気づけば桜が満開ですね。
もう春です。
花粉で目が痒くて、目を細めながら設計に励んでいます。
お久しぶりです、設計の小田です。
“光と影”
以前見た某メーカーのカメラのCMが印象的でした。
“光”を求めて撮影を進めているうちに、“影”の存在に気づいていくといった内容です。
これを見た時、自分も同じ体験をしたことがあるのを思い出しました。
昨年イギリスのライに訪れた時、その古い街並みに一際目を引く重厚にたたずむ古い教会がありました。
900年以上の歴史を持つ教会です。
塔上の時計は1561年に作られたようでイギリス最古のものだそうです。


決して華やかな様式ではなく素朴なたたずまいではあるのですが、歴史の重みを感じさせる独特の雰囲気があり、何ともいえない心地よさ。落ち着きを得られる空間でした。

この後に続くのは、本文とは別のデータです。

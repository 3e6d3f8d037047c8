//! Lets banners carry more layers than the loom can show.
//!
//! The loom only accepts banners with fewer than six visible layers. While a
//! banner sits in the loom, layers past the visible capacity are encoded into
//! an overflow record in the item's side-channel store and stripped from the
//! visible list. When the banner (or the loom's output) leaves the loom, the
//! record is decoded, merged with whatever the loom appended, capped, and
//! cleared.
//!
//! # Layout
//!
//! * [`host`]: accessor traits the embedding host implements.
//! * [`event`]: immutable event descriptors delivered by the host.
//! * [`overflow`]: the hide/restore operations on a single item.
//! * [`controller`]: routes events to hide/restore, deferring hides by a tick.
//! * [`plugin`]: enable/disable lifecycle around the controller.
//! * [`session`]: drives a plugin from the ordered event pump.
//! * [`viewer`]: read-only grid view of an item's layers (off by default).
//! * [`memory`]: an in-memory host used by tests and the replay CLI.

pub mod config;
pub mod controller;
pub mod event;
pub mod host;
pub mod memory;
pub mod overflow;
pub mod plugin;
pub mod session;
pub mod viewer;

pub use config::{ConfigError, LoomConfig, RecordKey, RecordKeyError};
pub use controller::InterceptionController;
pub use event::{ContentChanged, InterfaceClosed, InterfaceId, InterfaceKind, InventoryAction, LoomEvent, LoomSlot};
pub use host::{LayeredItem, LoomHost, LoomInventory, LoomListener};
pub use overflow::{HideOutcome, RestoreOutcome, RestoreSummary};
pub use plugin::LoomPlugin;
pub use session::LoomSession;
pub use tapestry_primitives::{DyeColor, Layer, PatternType};
pub use viewer::{LayerCell, LayerGrid, LayerViewer, ViewerError};
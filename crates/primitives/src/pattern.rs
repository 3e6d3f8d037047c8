use serde::{Deserialize, Serialize};
use strum::{EnumCount, EnumIter, FromRepr, IntoStaticStr};

/// Banner pattern type.
///
/// Declaration order is the wire ordinal; new patterns are appended at the end.
#[derive(
	Debug, Clone, Copy, PartialEq, Eq, Hash, PartialOrd, Ord, EnumCount, EnumIter, FromRepr, IntoStaticStr, Serialize, Deserialize,
)]
#[repr(u16)]
#[strum(serialize_all = "SCREAMING_SNAKE_CASE")]
#[serde(rename_all = "SCREAMING_SNAKE_CASE")]
pub enum PatternType {
	Base,
	SquareBottomLeft,
	SquareBottomRight,
	SquareTopLeft,
	SquareTopRight,
	StripeBottom,
	StripeTop,
	StripeLeft,
	StripeRight,
	StripeCenter,
	StripeMiddle,
	StripeDownright,
	StripeDownleft,
	SmallStripes,
	Cross,
	StraightCross,
	TriangleBottom,
	TriangleTop,
	TrianglesBottom,
	TrianglesTop,
	DiagonalLeft,
	DiagonalUpRight,
	DiagonalUpLeft,
	DiagonalRight,
	Circle,
	Rhombus,
	HalfVertical,
	HalfHorizontal,
	HalfVerticalRight,
	HalfHorizontalBottom,
	Border,
	CurlyBorder,
	Creeper,
	Gradient,
	GradientUp,
	Bricks,
	Skull,
	Flower,
	Mojang,
	Globe,
	Piglin,
	Flow,
	Guster,
}

impl PatternType {
	/// Returns the wire ordinal.
	pub const fn ordinal(self) -> u16 {
		self as u16
	}

	/// Looks up a pattern by wire ordinal.
	pub fn from_ordinal(ordinal: u16) -> Option<Self> {
		Self::from_repr(ordinal)
	}

	/// Returns the raw enum name, e.g. `STRIPE_DOWNRIGHT`.
	pub fn as_raw_name(self) -> &'static str {
		self.into()
	}
}
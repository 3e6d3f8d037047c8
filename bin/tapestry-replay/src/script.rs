//! Replay scripts.
//!
//! ```toml
//! [[step]]
//! do = "open"
//! name = "loom"
//!
//! [[step]]
//! do = "place"
//! name = "loom"
//! slot = 0
//! item = { type = "banner", base = "WHITE", layers = [{ color = "RED", pattern = "BASE" }] }
//!
//! [[step]]
//! do = "tick"
//!
//! [[step]]
//! do = "print"
//! name = "loom"
//! ```

use std::path::{Path, PathBuf};

use serde::Deserialize;
use tapestry_loom::memory::MemoryItem;
use tapestry_loom::{DyeColor, InterfaceKind, InventoryAction, Layer, PatternType};
use thiserror::Error;

/// Errors from loading a script.
#[derive(Debug, Error)]
pub enum ScriptError {
	#[error("TOML parse error: {0}")]
	Toml(#[from] toml::de::Error),

	#[error("I/O error reading {path}: {error}")]
	Io { path: PathBuf, error: std::io::Error },
}

/// A parsed script.
#[derive(Debug, Clone, Default, PartialEq, Eq, Deserialize)]
#[serde(deny_unknown_fields)]
pub struct Script {
	#[serde(rename = "step", default)]
	pub steps: Vec<Step>,
}

impl Script {
	pub fn from_toml_str(input: &str) -> Result<Self, ScriptError> {
		Ok(toml::from_str(input)?)
	}

	pub fn load(path: &Path) -> Result<Self, ScriptError> {
		let input = std::fs::read_to_string(path).map_err(|error| ScriptError::Io {
			path: path.to_path_buf(),
			error,
		})?;
		Self::from_toml_str(&input)
	}
}

fn one() -> u32 {
	1
}

/// One scripted action. Interfaces are referred to by the name given when
/// they were opened.
#[derive(Debug, Clone, PartialEq, Eq, Deserialize)]
#[serde(tag = "do", rename_all = "snake_case")]
pub enum Step {
	/// Opens a view; a loom unless `kind` says otherwise.
	Open { name: String, kind: Option<InterfaceKind> },
	/// Puts an item on the cursor and places it into a slot.
	Place { name: String, slot: usize, item: ItemSpec },
	/// Chooses a pattern in the loom's list, or clears the choice.
	Select { name: String, pattern: Option<PatternType> },
	/// Clicks a slot.
	Click { name: String, slot: usize, action: InventoryAction },
	/// Lets run-loop turns pass.
	Tick {
		#[serde(default = "one")]
		count: u32,
	},
	/// Closes a view.
	Close { name: String },
	/// Prints a slot, every slot of a view, or the cursor and inventory.
	Print { name: Option<String>, slot: Option<usize> },
}

/// An item to create.
#[derive(Debug, Clone, PartialEq, Eq, Deserialize)]
#[serde(tag = "type", rename_all = "snake_case")]
pub enum ItemSpec {
	Banner {
		base: DyeColor,
		#[serde(default)]
		layers: Vec<Layer>,
		#[serde(default = "one")]
		amount: u32,
	},
	Dye {
		color: DyeColor,
		#[serde(default = "one")]
		amount: u32,
	},
	Other {
		name: String,
		#[serde(default = "one")]
		amount: u32,
	},
}

impl ItemSpec {
	pub fn build(&self) -> MemoryItem {
		match self {
			Self::Banner { base, layers, amount } => MemoryItem::banner(*base, layers.iter().copied()).with_amount(*amount),
			Self::Dye { color, amount } => MemoryItem::dye(*color).with_amount(*amount),
			Self::Other { name, amount } => MemoryItem::other(name.as_str()).with_amount(*amount),
		}
	}
}
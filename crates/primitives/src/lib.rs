//! Core value types for banner decoration: dye colors, pattern types, layers,
//! and the byte codec used to stash overflow layers on an item.

/// Byte codec for ordered layer lists.
pub mod codec;
/// Dye color enumeration.
pub mod color;
/// A single (color, pattern) decoration unit.
pub mod layer;
/// Banner pattern type enumeration.
pub mod pattern;

pub use codec::{DecodeError, decode, encode, encoded_len};
pub use color::DyeColor;
pub use layer::Layer;
pub use pattern::PatternType;
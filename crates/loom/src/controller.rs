//! Event routing for the loom interception.
//!
//! The controller reacts to two host events:
//!
//! * **Content changed.** Picking up the finished banner from the output
//!   restores the output item immediately. Every other click schedules a
//!   check of the input slot `defer_ticks` turns later, once the host has
//!   recomputed the loom; the check hides overflow layers. A click that takes
//!   the banner out of the input slot additionally restores it right away,
//!   before the host moves it.
//! * **Interface closed.** Restores the input item if one is present.
//!
//! A check whose interface has closed by the time it runs does nothing.
//! A check that runs before the host finished recomputing simply misses; it is
//! not retried.

use tapestry_worker::DeferredQueue;
use tracing::{debug, trace};

use crate::config::LoomConfig;
use crate::event::{ContentChanged, InterfaceClosed, InterfaceId, InterfaceKind, LoomEvent, LoomSlot};
use crate::host::{LoomHost, LoomInventory, LoomListener};
use crate::overflow::{self, HideOutcome, RestoreOutcome};

/// Pending inspection of a loom's input slot.
#[derive(Debug, Clone, Copy, PartialEq, Eq)]
struct InputCheck {
	interface: InterfaceId,
}

/// Drives hide/restore from host events.
#[derive(Debug)]
pub struct InterceptionController {
	config: LoomConfig,
	pending: DeferredQueue<InputCheck>,
}

impl InterceptionController {
	/// Creates a controller. The config is assumed to be validated.
	pub fn new(config: LoomConfig) -> Self {
		Self {
			config,
			pending: DeferredQueue::new(),
		}
	}

	pub fn config(&self) -> &LoomConfig {
		&self.config
	}

	/// Number of input checks waiting for a later tick.
	pub fn pending_checks(&self) -> usize {
		self.pending.len()
	}

	/// Drops every pending input check. Returns how many were dropped.
	pub fn discard_pending(&mut self) -> usize {
		self.pending.clear()
	}

	/// Routes one event. Returns the outcome of any immediate restoration.
	pub fn handle<H: LoomHost + ?Sized>(&mut self, host: &mut H, event: &LoomEvent) -> Option<RestoreOutcome> {
		match event {
			LoomEvent::ContentChanged(e) => self.content_changed(host, e),
			LoomEvent::InterfaceClosed(e) => self.interface_closed(host, e),
		}
	}

	/// Handles a click in an open view.
	pub fn content_changed<H: LoomHost + ?Sized>(&mut self, host: &mut H, event: &ContentChanged) -> Option<RestoreOutcome> {
		if event.top_kind != InterfaceKind::Loom {
			trace!(kind = ?event.top_kind, "loom.ignore.not_loom");
			return None;
		}

		let mut restored = None;
		if event.is_output_pickup() {
			restored = self.restore_slot(host, event.interface, LoomSlot::Output);
		} else {
			self.pending.schedule(
				self.config.defer_ticks,
				InputCheck {
					interface: event.interface,
				},
			);
		}

		if event.is_input_removal() {
			restored = self.restore_slot(host, event.interface, LoomSlot::Input);
		}
		restored
	}

	/// Handles a closing view.
	pub fn interface_closed<H: LoomHost + ?Sized>(&mut self, host: &mut H, event: &InterfaceClosed) -> Option<RestoreOutcome> {
		if event.top_kind != InterfaceKind::Loom {
			trace!(kind = ?event.top_kind, "loom.ignore.not_loom");
			return None;
		}
		self.restore_slot(host, event.interface, LoomSlot::Input)
	}

	/// Advances one tick and runs the input checks that are now due.
	///
	/// Returns one outcome per check that found a banner in an open loom.
	pub fn tick<H: LoomHost + ?Sized>(&mut self, host: &mut H) -> Vec<HideOutcome> {
		let due = self.pending.advance();
		let mut outcomes = Vec::with_capacity(due.len());
		for check in due {
			let Some(inventory) = host.inventory_mut(check.interface) else {
				trace!(interface = check.interface.0, "loom.check.stale");
				continue;
			};
			if inventory.kind() != InterfaceKind::Loom {
				continue;
			}
			let Some(item) = inventory.item_mut(LoomSlot::Input) else {
				continue;
			};

			let outcome = overflow::hide(item, &self.config);
			if let HideOutcome::Hidden { stored, visible } = outcome {
				debug!(interface = check.interface.0, stored, visible, "loom.hide");
			}
			outcomes.push(outcome);
		}
		outcomes
	}

	fn restore_slot<H: LoomHost + ?Sized>(&self, host: &mut H, interface: InterfaceId, slot: LoomSlot) -> Option<RestoreOutcome> {
		let inventory = host.inventory_mut(interface)?;
		if inventory.kind() != InterfaceKind::Loom {
			return None;
		}
		let item = inventory.item_mut(slot)?;

		let outcome = overflow::restore(item, &self.config);
		if let RestoreOutcome::Restored(summary) = &outcome {
			debug!(
				interface = interface.0,
				?slot,
				stored = summary.stored,
				appended = summary.appended,
				dropped = summary.dropped,
				layers = summary.layers,
				lore = summary.lore_lines,
				"loom.restore"
			);
		}
		Some(outcome)
	}
}

impl<H: LoomHost + ?Sized> LoomListener<H> for InterceptionController {
	fn on_content_changed(&mut self, host: &mut H, event: &ContentChanged) {
		self.content_changed(host, event);
	}

	fn on_interface_closed(&mut self, host: &mut H, event: &InterfaceClosed) {
		self.interface_closed(host, event);
	}

	fn on_tick(&mut self, host: &mut H) {
		self.tick(host);
	}
}

#[cfg(test)]
mod tests;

薄暗い空間にステンドグラス越しの光がぼんやりと床を照らしています。
決して明るくはありませんが、暗い中の1つの光が「明るさ」というものを強調しているように思えました。
そのぼんやりとした柔らかな光に導かれるようにして訪れた人たちは大きなステンドグラスの前にたたずんでいたのを覚えています。
この建物における、光と影の強い対比は、空間に奥行感を生み、より立体的な重厚感のある雰囲気を演出しています。光によって映し出され造形の陰影が美しく印象深かったです。
まさに光を求めていたら、影の存在に気づいたといった感じでした。
というよりもこの建物によって気づかされたといった感じでしょうか。

ここで、住宅の設計における光と影について考えてみます。
明るいリビングダイニングを想像してみて下さい。
“光”は、明るく温かな雰囲気を作り出し、生活に豊かさをもたらすものですよね。
一方で、ただ明るさだけを与えてしまうと、単一な空間になりがちで、何よりも落ち着きが得られないと思います。やはり落ち着いた雰囲気をつくるためには、“影”が必要になるのではないでしょうか。
住宅は、一見すると“光”さえあれば良いようなイメージになりがちですが、実は“影”も同じくらい重要なのです。
私たちも設計するうえで“光と影”を意識しています。


写真のように、天井の凹凸を大きくとったり、窓の形状を変えて取り込む光の表情を変えたり、あえて開口を設けず一面を壁にしたり…。
教会のようなダイナミックな造形でなくとも、ひと工夫するだけで、いくらでも家の中に“光と影”を作り出すことができます。
“光と影”は住宅において、“豊かさと落ち着き”を獲得するための重要な要素である思います。
またこれらを上手く操ることで、造形以上の価値が見いだされていくのだと思います。
それにしても“光と影”を操ることは難しいです。
特に時間と共に表情を変える自然光の場合は。
まだまだ学ぶことが多いので、これからもひたむきに頑張りたいと思います。